For a long time, everyone thought that automation brought productivity improvements through reductions in labor. But the results simply did not emerge. Head counts were not reduced sufficiently to keep pace with the additional costs of automation equipment—the original investment, plus operator training, maintenance and upgrades. And wage inflation all but nullified productivity results.

In past decades, automation investments were typically calculated to break-even in several years, by which time the hardware and software were often outdated. In the meantime, things like operator training and procedural changes took several years to implement, and the time delays caused performance delays. Adaptation to changing times simply did not occur fast enough. As a result, in the ‘70s and ‘80s, after the start of widespread automation in the United States, productivity inched up slowly, perhaps 1 percent to 2 percent annually—too slowly to be significant.

In the late ‘90s, productivity growth rates started to move ahead, and productivity has improved steadily—as much as 3 percent to 5 percent—since the start of the new century. And it comes not from manufacturing automation, but from inexpensive and effective information technology—the ability to operate in real time.

Today, real-time applications are becoming widespread. Web Services allow integration and delivery of real-time information to all parts of the enterprise. Low-cost, effective applications are available that allow cooperating suppliers and users to monitor, analyze, optimize and adjust business processes in real-time.

Real-time enterprise applications are cutting through several layers of previous inefficiency, allowing all segments of a business to interact in ways that were previously unthinkable. The goal of the real-time enterprise is to act on events as they happen. It is all the old concepts of customer-driven marketing, online process automation, just-in-time delivery and tactical business adaptation rolled into one. It’s about monitoring the business as it happens, and making quick, effective, agile decisions.

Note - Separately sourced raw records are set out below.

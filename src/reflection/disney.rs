//! Individual lobes of the Disney principled BRDF, each usable as a material on its own.

use crate::{Float, Vec3f};
use crate::spectrum::Spectrum;
use crate::fresnel::FresnelSchlick;
use crate::reflection::{cos_theta, BxDFType, DefaultSampleF, MicrofacetReflection};
use crate::reflection::microfacet::TrowbridgeReitzDistribution;
use cgmath::InnerSpace;

fn schlick_weight(cos: Float) -> Float {
    let m = (1.0 - cos).clamp(0.0, 1.0);
    (m * m) * (m * m) * m
}

/// Burley's diffuse term with grazing retro-reflection controlled by `roughness`.
#[derive(Debug)]
pub struct DisneyDiffuse {
    base_color: Spectrum,
    roughness: Float,
}

impl DisneyDiffuse {
    pub fn new(base_color: Spectrum, roughness: Float) -> Self {
        Self { base_color, roughness }
    }
}

impl DefaultSampleF for DisneyDiffuse {
    fn get_type(&self) -> BxDFType {
        BxDFType::REFLECTION | BxDFType::DIFFUSE
    }

    fn f(&self, wo: Vec3f, wi: Vec3f) -> Spectrum {
        let (cos_o, cos_i) = (cos_theta(wo), cos_theta(wi));
        if cos_o <= 0.0 || cos_i <= 0.0 {
            return Spectrum::uniform(0.0);
        }
        let wh = (wi + wo).normalize();
        let cos_d = wi.dot(wh);
        let fd90 = 0.5 + 2.0 * self.roughness * cos_d * cos_d;
        let fl = 1.0 + (fd90 - 1.0) * schlick_weight(cos_i);
        let fv = 1.0 + (fd90 - 1.0) * schlick_weight(cos_o);
        self.base_color * crate::consts::INV_PI * fl * fv
    }
}

/// Grazing-angle sheen, tinted towards the hue of the base colour by `tint`.
#[derive(Debug)]
pub struct DisneySheen {
    sheen_color: Spectrum,
}

impl DisneySheen {
    pub fn new(base_color: Spectrum, tint: Float) -> Self {
        let lum = base_color.luminance();
        let c_tint = if lum > 0.0 { base_color / lum } else { Spectrum::uniform(1.0) };
        Self { sheen_color: Spectrum::lerp(tint, Spectrum::uniform(1.0), c_tint) }
    }
}

impl DefaultSampleF for DisneySheen {
    fn get_type(&self) -> BxDFType {
        BxDFType::REFLECTION | BxDFType::DIFFUSE
    }

    fn f(&self, wo: Vec3f, wi: Vec3f) -> Spectrum {
        if cos_theta(wo) <= 0.0 || cos_theta(wi) <= 0.0 {
            return Spectrum::uniform(0.0);
        }
        let wh = (wi + wo).normalize();
        self.sheen_color * schlick_weight(wi.dot(wh).abs())
    }
}

pub type DisneyMetallic = MicrofacetReflection<TrowbridgeReitzDistribution, FresnelSchlick>;

/// Anisotropic GGX reflection whose Fresnel term is tinted by `base_color`.
pub fn disney_metallic(base_color: Spectrum, roughness: Float, anisotropic: Float) -> DisneyMetallic {
    let aspect = Float::sqrt(1.0 - 0.9 * anisotropic.clamp(0.0, 1.0));
    let r2 = roughness * roughness;
    let alpha_x = Float::max(1.0e-4, r2 / aspect);
    let alpha_y = Float::max(1.0e-4, r2 * aspect);
    MicrofacetReflection::new(
        Spectrum::uniform(1.0),
        TrowbridgeReitzDistribution::new(alpha_x, alpha_y),
        FresnelSchlick::new(base_color),
    )
}

#[cfg(test)]
mod tests {
    use super::*;
    use crate::reflection::BxDF;
    use crate::Point2f;
    use approx::assert_relative_eq;

    #[test]
    fn test_diffuse_at_normal_incidence() {
        // with both directions along the normal the Fresnel factors vanish
        let bxdf = DisneyDiffuse::new(Spectrum::uniform(1.0), 0.25);
        let n = Vec3f::new(0.0, 0.0, 1.0);
        assert_relative_eq!(BxDF::f(&bxdf, n, n)[0], crate::consts::INV_PI, epsilon = 1e-6);
    }

    #[test]
    fn test_diffuse_retro_reflection_grows_with_roughness() {
        let wo = Vec3f::new(0.95, 0.0, 0.3122).normalize();
        let smooth = DisneyDiffuse::new(Spectrum::uniform(1.0), 0.0);
        let rough = DisneyDiffuse::new(Spectrum::uniform(1.0), 1.0);
        assert!(BxDF::f(&rough, wo, wo)[0] > BxDF::f(&smooth, wo, wo)[0]);
    }

    #[test]
    fn test_sheen_vanishes_head_on() {
        let bxdf = DisneySheen::new(Spectrum::rgb(0.8, 0.2, 0.2), 0.5);
        let n = Vec3f::new(0.0, 0.0, 1.0);
        assert!(BxDF::f(&bxdf, n, n).is_black());

        let wo = Vec3f::new(0.0, 0.99, 0.141).normalize();
        let wi = Vec3f::new(0.0, -0.99, 0.141).normalize();
        let grazing = BxDF::f(&bxdf, wo, wi);
        // tinted towards red
        assert!(grazing[0] > grazing[1]);
    }

    #[test]
    fn test_metallic_alpha_respects_anisotropy() {
        let iso = disney_metallic(Spectrum::uniform(0.9), 0.5, 0.0);
        assert_eq!(iso.distribution.alpha(), (0.25, 0.25));

        let aniso = disney_metallic(Spectrum::uniform(0.9), 0.5, 0.8);
        let (ax, ay) = aniso.distribution.alpha();
        assert!(ax > ay);

        let sharp = disney_metallic(Spectrum::uniform(0.9), 0.0, 0.0);
        assert_eq!(sharp.distribution.alpha(), (1.0e-4, 1.0e-4));

        let wo = Vec3f::new(0.0, 0.3, 0.95).normalize();
        let s = aniso.sample_f(wo, Point2f::new(0.3, 0.6)).expect("sample");
        assert!(s.wi.z > 0.0);
    }
}
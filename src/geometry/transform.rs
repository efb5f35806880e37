use crate::{Float, Point3f, Vec3f, Normal3, Bounds3f, Ray};
use cgmath::{Deg, InnerSpace, Matrix, Matrix4, SquareMatrix, Transform as cgTransform};

#[derive(Clone, Copy, Debug, PartialEq)]
pub struct Transform {
    pub t: Matrix4<Float>,
    pub invt: Matrix4<Float>
}

const IDENTITY_MAT4: Matrix4<Float> = Matrix4::new(
    1.0, 0.0, 0.0, 0.0,
    0.0, 1.0, 0.0, 0.0,
    0.0, 0.0, 1.0, 0.0,
    0.0, 0.0, 0.0, 1.0
);

impl Default for Transform {
    fn default() -> Self {
        Self::IDENTITY
    }
}

impl Transform {

    pub const IDENTITY: Self = Transform::new(IDENTITY_MAT4, IDENTITY_MAT4);

    /// Returns `None` if the matrix is singular.
    pub fn from_mat(mat: Matrix4<Float>) -> Option<Self> {
        let m_inv = mat.invert()?;
        Some(Self::new(mat, m_inv))
    }

    /// Builds a transform from 16 values given in row-major order.
    pub fn from_row_major(v: &[Float; 16]) -> Option<Self> {
        let mat = Matrix4::new(
            v[0], v[4], v[8], v[12],
            v[1], v[5], v[9], v[13],
            v[2], v[6], v[10], v[14],
            v[3], v[7], v[11], v[15],
        );
        Self::from_mat(mat)
    }

    pub const fn new(mat: Matrix4<Float>, mat_inv: Matrix4<Float>) -> Self {
        let t = mat;
        let invt = mat_inv;
        Self { t, invt }
    }

    /// Object-to-world transform of a frame placed at `pos` whose +z axis faces `look_at`.
    /// The local +x axis is `up × dir`, i.e. it points to the left of the viewing direction.
    pub fn look_at(pos: Point3f, look_at: Point3f, up: Vec3f) -> Option<Self> {
        let dir = (look_at - pos).normalize();
        let left = up.normalize().cross(dir);
        if left.magnitude2() == 0.0 || !left.x.is_finite() {
            return None;
        }
        let left = left.normalize();
        let new_up = dir.cross(left);

        let mat = Matrix4::from_cols(
            left.extend(0.0),
            new_up.extend(0.0),
            dir.extend(0.0),
            pos.to_homogeneous()
        );
        Self::from_mat(mat)
    }

    pub fn translate(delta: Vec3f) -> Self {
        let m = Matrix4::from_translation(delta);
        let m_inv = Matrix4::from_translation(-delta);
        Self::new(m, m_inv)
    }

    /// Returns `None` if any scale factor is zero.
    pub fn scale(sx: Float, sy: Float, sz: Float) -> Option<Self> {
        if sx == 0.0 || sy == 0.0 || sz == 0.0 {
            return None;
        }
        let m = Matrix4::from_nonuniform_scale(sx, sy, sz);
        let m_inv = Matrix4::from_nonuniform_scale(1.0 / sx, 1.0 / sy, 1.0 / sz);
        Some(Self::new(m, m_inv))
    }

    /// Rotation by `angle` degrees around `axis`, counter-clockwise when looking down the axis.
    pub fn rotate(axis: Vec3f, angle: Float) -> Option<Self> {
        if axis.magnitude2() == 0.0 {
            return None;
        }
        let m = Matrix4::from_axis_angle(axis.normalize(), Deg(angle));
        // rotations are orthonormal
        let m_inv = m.transpose();
        Some(Self::new(m, m_inv))
    }

    pub fn identity() -> Self {
        Self::IDENTITY
    }

    pub fn inverse(&self) -> Self {
        Self::new(self.invt, self.t)
    }

    pub fn swaps_handedness(&self) -> bool {
        self.t.determinant() < 0.0
    }

    /// Compose so that `self` is applied first and `next` afterwards.
    pub fn then(self, next: Self) -> Self {
        next * self
    }

    pub fn transform_normal(&self, n: &Normal3) -> Normal3 {
        // transform by the transpose of the inverse
        let x = self.invt[0][0]*n.x + self.invt[0][1]*n.y + self.invt[0][2]*n.z;
        let y = self.invt[1][0]*n.x + self.invt[1][1]*n.y + self.invt[1][2]*n.z;
        let z = self.invt[2][0]*n.x + self.invt[2][1]*n.y + self.invt[2][2]*n.z;
        Normal3(vec3f!(x, y, z))
    }

    pub fn transform<T: Transformable>(&self, obj: T) -> T {
        obj.transform(*self)
    }
}

impl std::ops::Mul for Transform {
    type Output = Self;

    fn mul(self, rhs: Self) -> Self {
        Self::new(self.t * rhs.t, rhs.invt * self.invt)
    }
}

pub trait Transformable: Sized {
    fn transform(&self, t: Transform) -> Self;
}

impl Transformable for Vec3f {
    fn transform(&self, t: Transform) -> Self {
        t.t.transform_vector(*self)
    }
}

impl Transformable for Point3f {
    fn transform(&self, t: Transform) -> Self { t.t.transform_point(*self) }
}

impl Transformable for Normal3 {
    fn transform(&self, t: Transform) -> Self {
        t.transform_normal(self)
    }
}

impl Transformable for Bounds3f {
    fn transform(&self, t: Transform) -> Self {
        self.iter_corners().fold(Bounds3f::empty(), |b, p| {
            let pt = t.transform(p);
            b.join_point(pt)
        })
    }
}

impl Transformable for Ray {
    fn transform(&self, t: Transform) -> Ray {
        Ray { origin: self.origin.transform(t), dir: self.dir.transform(t), t_max: self.t_max }
    }
}

#[cfg(test)]
mod tests {
    use super::*;
    use cgmath::vec3;
    use cgmath::assert_abs_diff_eq;

    #[test]
    fn test_look_at() {
        let pos = Point3f::new(0.0, 0.0, -1.0);
        let tf = Transform::look_at(
            pos,
            (0.0, 0.0, 0.0).into(),
            (0.0, 1.0, 0.0).into(),
        ).unwrap();
        let dir = Vec3f::new(0.0, 0.0, 1.0); // positive z-axis
        let expected = Vec3f::new(0.0, 0.0, 1.0);

        let ray = Ray::new(Point3f::new(0.0, 0.0, 0.0), dir);

        let world_ray = ray.transform(tf);

        assert_abs_diff_eq!(world_ray.dir, expected, epsilon = 0.00001);
        assert_abs_diff_eq!(world_ray.origin, pos, epsilon = 0.00001);

        // local +x is to the left of the viewer
        let left = tf.transform(Vec3f::new(1.0, 0.0, 0.0));
        assert_abs_diff_eq!(left, Vec3f::new(1.0, 0.0, 0.0), epsilon = 0.00001);
    }

    #[test]
    fn test_point_transform() {
        // translate, then scale
        let tf = Transform::translate(vec3(1.0, 1.0, 1.0))
            .then(Transform::scale(2.0, 2.0, 2.0).unwrap());

        let p = Point3f::new(1.0, 1.0, 1.0);
        let pt = tf.transform(p);

        assert_abs_diff_eq!(Point3f::new(4.0, 4.0, 4.0), pt, epsilon = 0.00001);
        assert_abs_diff_eq!(tf.inverse().transform(pt), p, epsilon = 0.00001);
    }

    #[test]
    fn test_vec_transform() {
        // translate, then scale. Translate should do nothing as opposed to point.
        let tf = Transform::scale(2.0, 2.0, 2.0).unwrap() *
            Transform::translate(vec3(1.0, 1.0, 1.0));

        let v = Vec3f::new(1.0, 1.0, 1.0);
        let vt = tf.transform(v);

        assert_abs_diff_eq!(Vec3f::new(2.0, 2.0, 2.0), vt, epsilon = 0.00001);
    }

    #[test]
    fn test_normal_stays_perpendicular() {
        let tf = Transform::scale(1.0, 4.0, 1.0).unwrap();
        let n = Normal3::new(1.0, 1.0, 0.0).normalize();
        let tangent = Vec3f::new(1.0, -1.0, 0.0);

        let nt = tf.transform(n);
        let tt = tf.transform(tangent);
        assert_abs_diff_eq!(nt.dot(tt), 0.0, epsilon = 0.00001);
    }

    #[test]
    fn test_rotate_quarter_turn() {
        let tf = Transform::rotate(vec3(0.0, 0.0, 1.0), 90.0).unwrap();
        let v = tf.transform(Vec3f::new(1.0, 0.0, 0.0));
        assert_abs_diff_eq!(v, Vec3f::new(0.0, 1.0, 0.0), epsilon = 0.00001);
    }

    #[test]
    fn test_identity() {
        let tf = Transform::IDENTITY;
        let p = Point3f::new(0.0, 0.0, 0.0);

        let pt = tf.transform(p);
        assert_abs_diff_eq!(Point3f::new(0.0, 0.0, 0.0), pt, epsilon = 0.000001);
        assert!(Transform::scale(0.0, 1.0, 1.0).is_none());
    }
}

At the operations level, the primary benefits of real-time capabilities are improved customer service, reduced inventory, risk reduction and lower processing costs. At the executive level, the clear benefits are faster exploitation of emerging opportunities, less damage when things go wrong and increased agility when dealing with change. At the leadership level, real-time operations allow faster implementation of plans that must adapt to meet new opportunities and threats.

Jobless recovery

The drive for real-time operations and services is reshaping business today. The resulting productivity boost is generating startling results. Indeed, this is perhaps the key factor behind the so-called “jobless recovery.” It’s not jobs being eliminated by automation, or jobs going offshore. It’s just that many jobs have simply disappeared, eliminated by productivity improvements.

Business Week estimates that 1 percent productivity improvement can eliminate up to 1.3 million jobs. With productivity growing at an annual rate of 3 percent to 5 percent, the reason for the jobs shortfall becomes clear.

The best results have come from completely re-thinking the business and organization in the light of real-time capabilities. Productivity comes from automating routine decisions, while giving workers the information (and the authority) needed to make on-the-spot decisions, in real time. The most successful are those who combine understanding of overall objectives with the ability to implement information-technology solutions.

The challenge is to use real-time operations and services as a means to generate a spirit of change and innovation throughout the organization. It’s no use going only partly through the process, using new systems to automate functions in the home base, while chasing cost-reductions through offshore production.